You may download a pdf of all of the book's reference notes (including a note on primary source material and abbreviations used) from the link labeled Notes on the Contents page. The pdf of the Bibliography, linked on the Contents page contains full information on referenced books and articles. 
13. Julian Huxley, qtd. in Herrick 1949, p. 6.

14. G. E. Coghill to AK, 1/17/1934. AKDA 32.882. 

15. AK to G. E. Coghill, 1/18/1934. AKDA 32.878.

16. AK to G. E. Coghill, 2/21/1934. AKDA 32.889. 

17. G. E. Coghill to AK, 3/26/1934. AKDA 32.899. 

18. AK to David Fairchild, 8/16/1934. AKDA 25.126. 

19. AK to A. Ranger Tyler, 6/4/1934. AKDA 27.464. 

20. Korzybski presented “An Outline of General Semantics: The Application of Some Methods of Exact Sciences to the Solution of Human Problems and Educational Training for General Sanity” in 1935 at the First American Congress for General Semantics.

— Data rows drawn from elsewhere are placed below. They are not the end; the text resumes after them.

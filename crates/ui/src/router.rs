//! The site's navigation authority
//!
//! [`SiteRouter::init`] validates the route table once at startup and
//! returns the handle the binary hands to the launch context. Components
//! read it back with `use_context::<SiteRouter>()`.

use std::collections::HashSet;

use dioxus::logger::tracing::{debug, info, warn};

use crate::error::RouteTableError;
use crate::routes::{Route, RouteDescriptor, Segment, ROUTE_TABLE};

/// How navigation state is kept
#[derive(Clone, Copy, Debug, Default, PartialEq, Eq)]
pub enum HistoryMode {
    /// Browser URL and history API (web platform)
    #[default]
    Browser,
    /// In-memory stack (desktop platform)
    Memory,
}

/// Owning handle over the validated route table
#[derive(Clone, Debug, PartialEq)]
pub struct SiteRouter {
    history: HistoryMode,
    routes: &'static [RouteDescriptor],
    initial_path: Option<String>,
}

impl SiteRouter {
    pub fn init(history: HistoryMode) -> Result<Self, RouteTableError> {
        validate_table(&ROUTE_TABLE)?;

        for descriptor in &ROUTE_TABLE {
            debug!(
                path = descriptor.path,
                name = descriptor.name,
                view = descriptor.view,
                "registered route"
            );
        }
        info!(?history, routes = ROUTE_TABLE.len(), "router initialised");

        Ok(Self {
            history,
            routes: &ROUTE_TABLE,
            initial_path: None,
        })
    }

    /// Open at `path` instead of `/`. Only honoured with [`HistoryMode::Memory`];
    /// browser history always starts at the address bar URL.
    pub fn starting_at(mut self, path: impl Into<String>) -> Self {
        self.initial_path = Some(path.into());
        self
    }

    pub fn initial_path(&self) -> Option<&str> {
        self.initial_path.as_deref()
    }

    pub fn history(&self) -> HistoryMode {
        self.history
    }

    pub fn routes(&self) -> &'static [RouteDescriptor] {
        self.routes
    }

    /// Resolve a concrete URL path to its route.
    pub fn resolve(&self, url: &str) -> Result<Route, RouteTableError> {
        url.parse::<Route>().map_err(|err| {
            warn!(url, "no route matches");
            RouteTableError::Unmatched {
                url: url.to_string(),
                reason: err.to_string(),
            }
        })
    }
}

/// Check a table for malformed patterns, duplicates and overlaps.
pub fn validate_table(table: &[RouteDescriptor]) -> Result<(), RouteTableError> {
    let mut paths = HashSet::new();
    let mut names = HashSet::new();

    for descriptor in table {
        check_pattern(descriptor)?;
        if !paths.insert(descriptor.path) {
            return Err(RouteTableError::DuplicatePath {
                path: descriptor.path,
            });
        }
        if !names.insert(descriptor.name) {
            return Err(RouteTableError::DuplicateName {
                name: descriptor.name,
            });
        }
    }

    for (i, first) in table.iter().enumerate() {
        for second in &table[i + 1..] {
            if patterns_overlap(first, second) {
                return Err(RouteTableError::OverlappingPaths {
                    first: first.path,
                    second: second.path,
                });
            }
        }
    }

    Ok(())
}

fn check_pattern(descriptor: &RouteDescriptor) -> Result<(), RouteTableError> {
    let malformed = |reason| RouteTableError::MalformedPattern {
        path: descriptor.path,
        reason,
    };

    if !descriptor.path.starts_with('/') {
        return Err(malformed("must start with `/`"));
    }
    if descriptor.path.len() > 1 && descriptor.path.ends_with('/') {
        return Err(malformed("trailing `/`"));
    }
    if descriptor.path.contains("//") {
        return Err(malformed("empty segment"));
    }
    if descriptor
        .segments()
        .any(|segment| segment == Segment::Param(""))
    {
        return Err(malformed("parameter without a name"));
    }
    if descriptor.name.is_empty() {
        return Err(malformed("route has no name"));
    }
    Ok(())
}

/// Two patterns overlap when some concrete URL matches both.
fn patterns_overlap(first: &RouteDescriptor, second: &RouteDescriptor) -> bool {
    let a: Vec<_> = first.segments().collect();
    let b: Vec<_> = second.segments().collect();
    a.len() == b.len()
        && a.iter().zip(&b).all(|pair| match pair {
            (Segment::Static(x), Segment::Static(y)) => x == y,
            _ => true,
        })
}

He had it published in 1938 in General Semantics: Papers from the First American Congress for General Semantics, edited by Hansell Baugh. He later had it reprinted as a pamphlet sold by the Institute of General Semantics. It was later reprinted in Alfred Korzybski Collected Writings, pp. 189–224. 

21. AK to A. Ranger Tyler, 7/10/1934. AKDA 27.473. 

22. AK to G. E. Coghill, 6/10/1934. AKDA 32.871.